#### TASK ITEM
Pull from the data below each line where the word "LogicalQuery" occurs, and copy it.

Collected data entries
:::
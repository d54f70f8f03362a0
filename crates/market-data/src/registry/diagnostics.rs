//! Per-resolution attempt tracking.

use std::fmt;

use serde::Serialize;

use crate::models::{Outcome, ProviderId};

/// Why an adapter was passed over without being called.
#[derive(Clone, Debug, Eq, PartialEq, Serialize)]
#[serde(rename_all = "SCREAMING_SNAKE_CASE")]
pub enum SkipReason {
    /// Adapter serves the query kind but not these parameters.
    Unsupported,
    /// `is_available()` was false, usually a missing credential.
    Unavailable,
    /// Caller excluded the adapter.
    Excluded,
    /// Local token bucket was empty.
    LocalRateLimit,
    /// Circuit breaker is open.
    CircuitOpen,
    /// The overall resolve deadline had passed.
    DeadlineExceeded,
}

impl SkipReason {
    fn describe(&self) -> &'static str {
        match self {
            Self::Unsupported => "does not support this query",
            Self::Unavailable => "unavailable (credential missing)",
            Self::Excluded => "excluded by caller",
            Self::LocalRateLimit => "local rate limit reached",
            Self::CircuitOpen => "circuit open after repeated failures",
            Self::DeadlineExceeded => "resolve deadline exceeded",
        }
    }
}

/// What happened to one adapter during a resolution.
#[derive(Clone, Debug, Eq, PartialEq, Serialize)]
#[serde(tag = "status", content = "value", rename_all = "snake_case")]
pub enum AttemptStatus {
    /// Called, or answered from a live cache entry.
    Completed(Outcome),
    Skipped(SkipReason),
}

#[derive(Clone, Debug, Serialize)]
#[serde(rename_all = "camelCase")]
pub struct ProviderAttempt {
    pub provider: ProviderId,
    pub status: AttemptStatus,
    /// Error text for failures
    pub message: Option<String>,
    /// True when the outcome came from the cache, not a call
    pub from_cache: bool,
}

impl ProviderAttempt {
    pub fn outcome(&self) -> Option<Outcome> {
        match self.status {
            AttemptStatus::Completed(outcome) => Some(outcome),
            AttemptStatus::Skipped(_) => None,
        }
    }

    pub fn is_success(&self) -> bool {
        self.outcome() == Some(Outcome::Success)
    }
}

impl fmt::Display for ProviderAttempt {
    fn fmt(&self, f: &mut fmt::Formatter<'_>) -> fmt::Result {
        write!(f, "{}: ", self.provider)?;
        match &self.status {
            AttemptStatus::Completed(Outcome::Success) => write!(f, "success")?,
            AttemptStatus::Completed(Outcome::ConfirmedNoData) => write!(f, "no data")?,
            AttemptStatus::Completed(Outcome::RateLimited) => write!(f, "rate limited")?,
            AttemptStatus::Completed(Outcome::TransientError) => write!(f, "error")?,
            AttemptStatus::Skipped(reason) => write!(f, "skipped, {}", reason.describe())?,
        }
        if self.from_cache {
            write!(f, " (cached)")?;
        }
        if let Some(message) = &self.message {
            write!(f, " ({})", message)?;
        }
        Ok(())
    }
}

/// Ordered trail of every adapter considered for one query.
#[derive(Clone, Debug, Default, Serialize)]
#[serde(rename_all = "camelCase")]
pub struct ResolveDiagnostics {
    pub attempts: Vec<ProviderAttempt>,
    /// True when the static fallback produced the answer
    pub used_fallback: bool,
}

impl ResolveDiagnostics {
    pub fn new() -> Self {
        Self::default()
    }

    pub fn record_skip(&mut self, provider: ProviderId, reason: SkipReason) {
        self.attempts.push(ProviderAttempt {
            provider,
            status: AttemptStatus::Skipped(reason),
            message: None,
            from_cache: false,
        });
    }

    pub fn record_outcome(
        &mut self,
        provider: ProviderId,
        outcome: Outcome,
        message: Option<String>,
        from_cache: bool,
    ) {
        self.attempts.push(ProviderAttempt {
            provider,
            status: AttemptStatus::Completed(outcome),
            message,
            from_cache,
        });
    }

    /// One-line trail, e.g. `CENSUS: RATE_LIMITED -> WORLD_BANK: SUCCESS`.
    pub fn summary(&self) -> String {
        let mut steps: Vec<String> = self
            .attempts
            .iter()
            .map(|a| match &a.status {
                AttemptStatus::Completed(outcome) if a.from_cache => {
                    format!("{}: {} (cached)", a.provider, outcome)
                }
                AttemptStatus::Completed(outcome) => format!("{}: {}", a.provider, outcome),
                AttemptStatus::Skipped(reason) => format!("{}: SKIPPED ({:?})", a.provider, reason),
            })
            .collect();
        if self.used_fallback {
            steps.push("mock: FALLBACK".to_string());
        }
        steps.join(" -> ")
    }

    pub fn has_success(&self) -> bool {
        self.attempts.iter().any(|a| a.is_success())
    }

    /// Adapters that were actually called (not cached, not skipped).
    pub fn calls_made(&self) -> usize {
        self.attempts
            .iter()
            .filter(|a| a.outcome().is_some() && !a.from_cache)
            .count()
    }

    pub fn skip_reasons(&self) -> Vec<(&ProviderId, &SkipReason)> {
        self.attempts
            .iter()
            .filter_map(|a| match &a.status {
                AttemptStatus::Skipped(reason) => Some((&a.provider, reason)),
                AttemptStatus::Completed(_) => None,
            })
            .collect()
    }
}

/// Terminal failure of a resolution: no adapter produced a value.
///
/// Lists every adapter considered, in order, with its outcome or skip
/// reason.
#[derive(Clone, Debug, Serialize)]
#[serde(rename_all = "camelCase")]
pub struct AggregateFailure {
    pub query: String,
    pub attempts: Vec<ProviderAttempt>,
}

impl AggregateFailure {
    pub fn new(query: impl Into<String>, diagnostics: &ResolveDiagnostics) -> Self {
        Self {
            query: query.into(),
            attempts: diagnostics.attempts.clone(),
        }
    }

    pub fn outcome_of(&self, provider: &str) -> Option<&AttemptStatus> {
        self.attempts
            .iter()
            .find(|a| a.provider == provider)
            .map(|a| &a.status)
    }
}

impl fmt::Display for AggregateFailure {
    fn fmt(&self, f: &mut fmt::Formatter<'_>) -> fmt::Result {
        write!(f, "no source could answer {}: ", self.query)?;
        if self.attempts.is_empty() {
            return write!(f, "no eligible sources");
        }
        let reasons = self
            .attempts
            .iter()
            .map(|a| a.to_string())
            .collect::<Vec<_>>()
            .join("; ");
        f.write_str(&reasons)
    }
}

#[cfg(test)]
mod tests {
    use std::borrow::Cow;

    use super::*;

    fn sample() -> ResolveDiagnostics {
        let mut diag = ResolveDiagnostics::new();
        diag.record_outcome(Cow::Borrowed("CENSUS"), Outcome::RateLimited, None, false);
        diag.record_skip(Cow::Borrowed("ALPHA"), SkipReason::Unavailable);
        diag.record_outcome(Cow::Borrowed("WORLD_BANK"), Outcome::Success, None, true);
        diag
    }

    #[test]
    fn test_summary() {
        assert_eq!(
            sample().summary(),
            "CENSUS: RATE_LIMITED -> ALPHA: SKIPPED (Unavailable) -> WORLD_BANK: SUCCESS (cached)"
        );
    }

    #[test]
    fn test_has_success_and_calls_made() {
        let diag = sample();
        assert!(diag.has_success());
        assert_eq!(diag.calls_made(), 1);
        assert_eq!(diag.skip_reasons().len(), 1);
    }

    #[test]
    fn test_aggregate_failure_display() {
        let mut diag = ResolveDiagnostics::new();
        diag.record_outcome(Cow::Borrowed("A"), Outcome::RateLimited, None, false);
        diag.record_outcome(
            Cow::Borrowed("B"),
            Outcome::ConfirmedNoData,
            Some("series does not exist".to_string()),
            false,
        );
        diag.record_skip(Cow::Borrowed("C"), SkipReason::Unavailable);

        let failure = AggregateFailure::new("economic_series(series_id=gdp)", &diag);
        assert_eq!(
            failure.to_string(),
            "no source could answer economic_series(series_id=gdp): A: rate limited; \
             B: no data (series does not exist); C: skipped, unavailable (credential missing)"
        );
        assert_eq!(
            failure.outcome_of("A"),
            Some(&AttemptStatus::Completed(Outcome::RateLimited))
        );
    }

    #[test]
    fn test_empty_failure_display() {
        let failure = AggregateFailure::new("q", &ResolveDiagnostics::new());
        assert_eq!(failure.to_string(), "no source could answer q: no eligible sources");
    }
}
:::
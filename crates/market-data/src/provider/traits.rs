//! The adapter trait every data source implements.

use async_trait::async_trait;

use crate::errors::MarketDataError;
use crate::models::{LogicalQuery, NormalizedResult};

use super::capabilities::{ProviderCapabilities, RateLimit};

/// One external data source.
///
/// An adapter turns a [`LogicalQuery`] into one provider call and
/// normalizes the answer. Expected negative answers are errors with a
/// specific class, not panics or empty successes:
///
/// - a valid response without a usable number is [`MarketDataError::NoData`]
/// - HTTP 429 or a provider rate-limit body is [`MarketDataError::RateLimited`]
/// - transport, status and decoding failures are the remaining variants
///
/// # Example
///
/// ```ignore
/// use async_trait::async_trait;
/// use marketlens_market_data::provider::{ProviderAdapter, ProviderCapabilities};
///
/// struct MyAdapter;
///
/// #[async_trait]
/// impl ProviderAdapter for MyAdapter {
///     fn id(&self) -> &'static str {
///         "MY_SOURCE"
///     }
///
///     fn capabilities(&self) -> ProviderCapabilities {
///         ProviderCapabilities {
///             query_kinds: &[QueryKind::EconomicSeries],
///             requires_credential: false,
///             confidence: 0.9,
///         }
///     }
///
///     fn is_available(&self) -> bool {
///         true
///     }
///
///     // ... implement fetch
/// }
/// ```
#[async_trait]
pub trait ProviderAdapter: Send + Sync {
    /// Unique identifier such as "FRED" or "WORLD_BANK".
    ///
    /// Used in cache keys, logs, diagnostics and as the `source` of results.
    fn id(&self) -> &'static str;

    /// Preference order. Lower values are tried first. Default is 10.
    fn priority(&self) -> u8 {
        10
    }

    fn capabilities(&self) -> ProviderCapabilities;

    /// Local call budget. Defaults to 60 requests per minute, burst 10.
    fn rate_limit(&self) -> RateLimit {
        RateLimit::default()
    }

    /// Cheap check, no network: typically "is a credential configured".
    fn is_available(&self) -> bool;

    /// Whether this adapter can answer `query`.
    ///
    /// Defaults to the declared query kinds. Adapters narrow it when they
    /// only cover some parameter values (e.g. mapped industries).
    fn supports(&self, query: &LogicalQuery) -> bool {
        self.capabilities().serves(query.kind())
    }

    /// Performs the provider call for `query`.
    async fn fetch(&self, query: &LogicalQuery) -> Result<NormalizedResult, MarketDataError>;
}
:::
#### ANSWER TO THIS PROBLEM
use crate::models::{LogicalQuery, NormalizedResult};
/// An adapter turns a [`LogicalQuery`] into one provider call and
    fn supports(&self, query: &LogicalQuery) -> bool {
    async fn fetch(&self, query: &LogicalQuery) -> Result<NormalizedResult, MarketDataError>;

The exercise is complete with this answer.